:: Data for review ::

//! Transactional email functions: sending, provider delivery events and inbound mail.

use axum::{
    body::Bytes,
    extract::State,
    http::{HeaderMap, StatusCode},
    response::Json,
};
use chrono::Utc;
use tracing::{debug, info, instrument, warn};

use crate::{
    AppState,
    db::models::{
        email_logs::{EmailLogCreateDBRequest, EmailLogUpdateDBRequest, EmailStatus},
        inbox_messages::InboxMessageCreateDBRequest,
    },
    email::{OutgoingEmail, validate_address},
    errors::{Error, Result},
    functions::models::{EmailEvent, EventAck, InboundEmail, InboundEmailResponse, SendEmailRequest, SendEmailResponse},
    types::abbrev_uuid,
    webhooks::verify_headers,
};

/// Message IDs are stored without the angle brackets of the `Message-ID` header, so that
/// providers reporting either form match the same row.
fn normalize_message_id(message_id: &str) -> &str {
    message_id.trim().trim_start_matches('<').trim_end_matches('>')
}

/// Send an email, either fully specified or rendered from a built-in template.
#[instrument(skip_all, err)]
pub async fn send_email(State(state): State<AppState>, Json(request): Json<SendEmailRequest>) -> Result<Json<SendEmailResponse>> {
    let to = request.to.into_vec();
    if to.is_empty() {
        return Err(Error::BadRequest {
            message: "'to' must contain at least one address".to_string(),
        });
    }
    for address in &to {
        validate_address(address)?;
    }

    let template_name = request.template.as_ref().map(|template| template.name().to_string());
    let rendered = request.template.as_ref().map(|template| template.render(state.config.site_url.as_str()));

    let subject = request
        .subject
        .filter(|subject| !subject.trim().is_empty())
        .or_else(|| rendered.as_ref().map(|r| r.subject.clone()))
        .ok_or_else(|| Error::BadRequest {
            message: "'subject' is required".to_string(),
        })?;

    let email = OutgoingEmail {
        subject: subject.clone(),
        html: request.html.or_else(|| rendered.as_ref().map(|r| r.html.clone())),
        text: request.text.or_else(|| rendered.as_ref().map(|r| r.text.clone())),
        reply_to: request.reply_to,
        to,
    };
    if email.html.is_none() && email.text.is_none() {
        return Err(Error::BadRequest {
            message: "one of 'html', 'text' or 'template' is required".to_string(),
        });
    }

    let recipient = email.to.join(", ");

    match state.email.send(&email).await {
        Ok(sent) => {
            let log = state
                .store
                .record_email(&EmailLogCreateDBRequest {
                    provider_message_id: Some(normalize_message_id(&sent.message_id).to_string()),
                    recipient,
                    subject,
                    template: template_name,
                    status: EmailStatus::Sent,
                    error: None,
                })
                .await?;

            info!(email_id = %abbrev_uuid(&log.id), "Email sent");
            Ok(Json(SendEmailResponse {
                id: log.id,
                status: log.status,
            }))
        }
        Err(e @ Error::BadRequest { .. }) => Err(e),
        Err(e) => {
            let log = state
                .store
                .record_email(&EmailLogCreateDBRequest {
                    provider_message_id: None,
                    recipient,
                    subject,
                    template: template_name,
                    status: EmailStatus::Failed,
                    error: Some(e.to_string()),
                })
                .await?;

            warn!(email_id = %abbrev_uuid(&log.id), error = %e, "Email delivery failed");
            Err(e)
        }
    }
}

/// Delivery webhook from the email provider.
///
/// The raw body is taken so the signature can be checked before parsing. Events for unknown
/// messages and event types we don't track are acknowledged, otherwise the provider keeps retrying.
#[instrument(skip_all, err)]
pub async fn email_events(State(state): State<AppState>, headers: HeaderMap, body: Bytes) -> Result<Json<EventAck>> {
    if let Some(secret) = &state.config.email.webhook_secret {
        verify_headers(&headers, &body, secret, state.config.email.webhook_tolerance, Utc::now().timestamp()).map_err(|e| {
            Error::Unauthenticated {
                message: Some(format!("Invalid webhook signature: {e}")),
            }
        })?;
    }

    let event: EmailEvent = serde_json::from_slice(&body).map_err(|e| Error::BadRequest {
        message: format!("Invalid event payload: {e}"),
    })?;

    let Some(status) = event.status() else {
        debug!(event_type = %event.event_type, "Ignoring untracked email event");
        return Ok(Json(EventAck {
            received: true,
            updated: false,
        }));
    };

    let update = EmailLogUpdateDBRequest {
        status,
        error: event.error(),
    };
    let updated = state
        .store
        .update_email_status(normalize_message_id(&event.data.email_id), &update)
        .await?;

    match &updated {
        Some(log) => debug!(email_id = %abbrev_uuid(&log.id), %status, "Email status updated"),
        None => warn!(provider_message_id = %event.data.email_id, event_type = %event.event_type, "Event for unknown email"),
    }

    Ok(Json(EventAck {
        received: true,
        updated: updated.is_some(),
    }))
}

/// Store a message forwarded by the inbound mail webhook.
#[instrument(skip_all, err)]
pub async fn inbound_email(
    State(state): State<AppState>,
    Json(message): Json<InboundEmail>,
) -> Result<(StatusCode, Json<InboundEmailResponse>)> {
    if message.from.trim().is_empty() || message.to.trim().is_empty() {
        return Err(Error::BadRequest {
            message: "'from' and 'to' are required".to_string(),
        });
    }

    let stored = state
        .store
        .store_inbound(&InboxMessageCreateDBRequest {
            from_address: message.from,
            to_address: message.to,
            subject: message.subject,
            text_body: message.text,
            html_body: message.html,
        })
        .await?;

    info!(message_id = %abbrev_uuid(&stored.id), "Inbound email stored");
    Ok((StatusCode::CREATED, Json(InboundEmailResponse { id: stored.id })))
}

:::

## What the exercise asks
Please repeat each entry. Keep every word the same.

## Solution to the exercise
//! Transactional email functions: sending, provider delivery events and inbound mail.

use axum::{
    body::Bytes,
    extract::State,
    http::{HeaderMap, StatusCode},
    response::Json,
};
use chrono::Utc;
use tracing::{debug, info, instrument, warn};

use crate::{
    AppState,
    db::models::{
        email_logs::{EmailLogCreateDBRequest, EmailLogUpdateDBRequest, EmailStatus},
        inbox_messages::InboxMessageCreateDBRequest,
    },
    email::{OutgoingEmail, validate_address},
    errors::{Error, Result},
    functions::models::{EmailEvent, EventAck, InboundEmail, InboundEmailResponse, SendEmailRequest, SendEmailResponse},
    types::abbrev_uuid,
    webhooks::verify_headers,
};

/// Message IDs are stored without the angle brackets of the `Message-ID` header, so that
/// providers reporting either form match the same row.
fn normalize_message_id(message_id: &str) -> &str {
    message_id.trim().trim_start_matches('<').trim_end_matches('>')
}

/// Send an email, either fully specified or rendered from a built-in template.
#[instrument(skip_all, err)]
pub async fn send_email(State(state): State<AppState>, Json(request): Json<SendEmailRequest>) -> Result<Json<SendEmailResponse>> {
    let to = request.to.into_vec();
    if to.is_empty() {
        return Err(Error::BadRequest {
            message: "'to' must contain at least one address".to_string(),
        });
    }
    for address in &to {
        validate_address(address)?;
    }

    let template_name = request.template.as_ref().map(|template| template.name().to_string());
    let rendered = request.template.as_ref().map(|template| template.render(state.config.site_url.as_str()));

    let subject = request
        .subject
        .filter(|subject| !subject.trim().is_empty())
        .or_else(|| rendered.as_ref().map(|r| r.subject.clone()))
        .ok_or_else(|| Error::BadRequest {
            message: "'subject' is required".to_string(),
        })?;

    let email = OutgoingEmail {
        subject: subject.clone(),
        html: request.html.or_else(|| rendered.as_ref().map(|r| r.html.clone())),
        text: request.text.or_else(|| rendered.as_ref().map(|r| r.text.clone())),
        reply_to: request.reply_to,
        to,
    };
    if email.html.is_none() && email.text.is_none() {
        return Err(Error::BadRequest {
            message: "one of 'html', 'text' or 'template' is required".to_string(),
        });
    }

    let recipient = email.to.join(", ");

    match state.email.send(&email).await {
        Ok(sent) => {
            let log = state
                .store
                .record_email(&EmailLogCreateDBRequest {
                    provider_message_id: Some(normalize_message_id(&sent.message_id).to_string()),
                    recipient,
                    subject,
                    template: template_name,
                    status: EmailStatus::Sent,
                    error: None,
                })
                .await?;

            info!(email_id = %abbrev_uuid(&log.id), "Email sent");
            Ok(Json(SendEmailResponse {
                id: log.id,
                status: log.status,
            }))
        }
        Err(e @ Error::BadRequest { .. }) => Err(e),
        Err(e) => {
            let log = state
                .store
                .record_email(&EmailLogCreateDBRequest {
                    provider_message_id: None,
                    recipient,
                    subject,
                    template: template_name,
                    status: EmailStatus::Failed,
                    error: Some(e.to_string()),
                })
                .await?;

            warn!(email_id = %abbrev_uuid(&log.id), error = %e, "Email delivery failed");
            Err(e)
        }
    }
}

/// Delivery webhook from the email provider.
///
/// The raw body is taken so the signature can be checked before parsing. Events for unknown
/// messages and event types we don't track are acknowledged, otherwise the provider keeps retrying.
#[instrument(skip_all, err)]
pub async fn email_events(State(state): State<AppState>, headers: HeaderMap, body: Bytes) -> Result<Json<EventAck>> {
    if let Some(secret) = &state.config.email.webhook_secret {
        verify_headers(&headers, &body, secret, state.config.email.webhook_tolerance, Utc::now().timestamp()).map_err(|e| {
            Error::Unauthenticated {
                message: Some(format!("Invalid webhook signature: {e}")),
            }
        })?;
    }

    let event: EmailEvent = serde_json::from_slice(&body).map_err(|e| Error::BadRequest {
        message: format!("Invalid event payload: {e}"),
    })?;

    let Some(status) = event.status() else {
        debug!(event_type = %event.event_type, "Ignoring untracked email event");
        return Ok(Json(EventAck {
            received: true,
            updated: false,
        }));
    };

    let update = EmailLogUpdateDBRequest {
        status,
        error: event.error(),
    };
    let updated = state
        .store
        .update_email_status(normalize_message_id(&event.data.email_id), &update)
        .await?;

    match &updated {
        Some(log) => debug!(email_id = %abbrev_uuid(&log.id), %status, "Email status updated"),
        None => warn!(provider_message_id = %event.data.email_id, event_type = %event.event_type, "Event for unknown email"),
    }

    Ok(Json(EventAck {
        received: true,
        updated: updated.is_some(),
    }))
}

/// Store a message forwarded by the inbound mail webhook.
#[instrument(skip_all, err)]
pub async fn inbound_email(
    State(state): State<AppState>,
    Json(message): Json<InboundEmail>,
) -> Result<(StatusCode, Json<InboundEmailResponse>)> {
    if message.from.trim().is_empty() || message.to.trim().is_empty() {
        return Err(Error::BadRequest {
            message: "'from' and 'to' are required".to_string(),
        });
    }

    let stored = state
        .store
        .store_inbound(&InboxMessageCreateDBRequest {
            from_address: message.from,
            to_address: message.to,
            subject: message.subject,
            text_body: message.text,
            html_body: message.html,
        })
        .await?;

    info!(message_id = %abbrev_uuid(&stored.id), "Inbound email stored");
    Ok((StatusCode::CREATED, Json(InboundEmailResponse { id: stored.id })))
}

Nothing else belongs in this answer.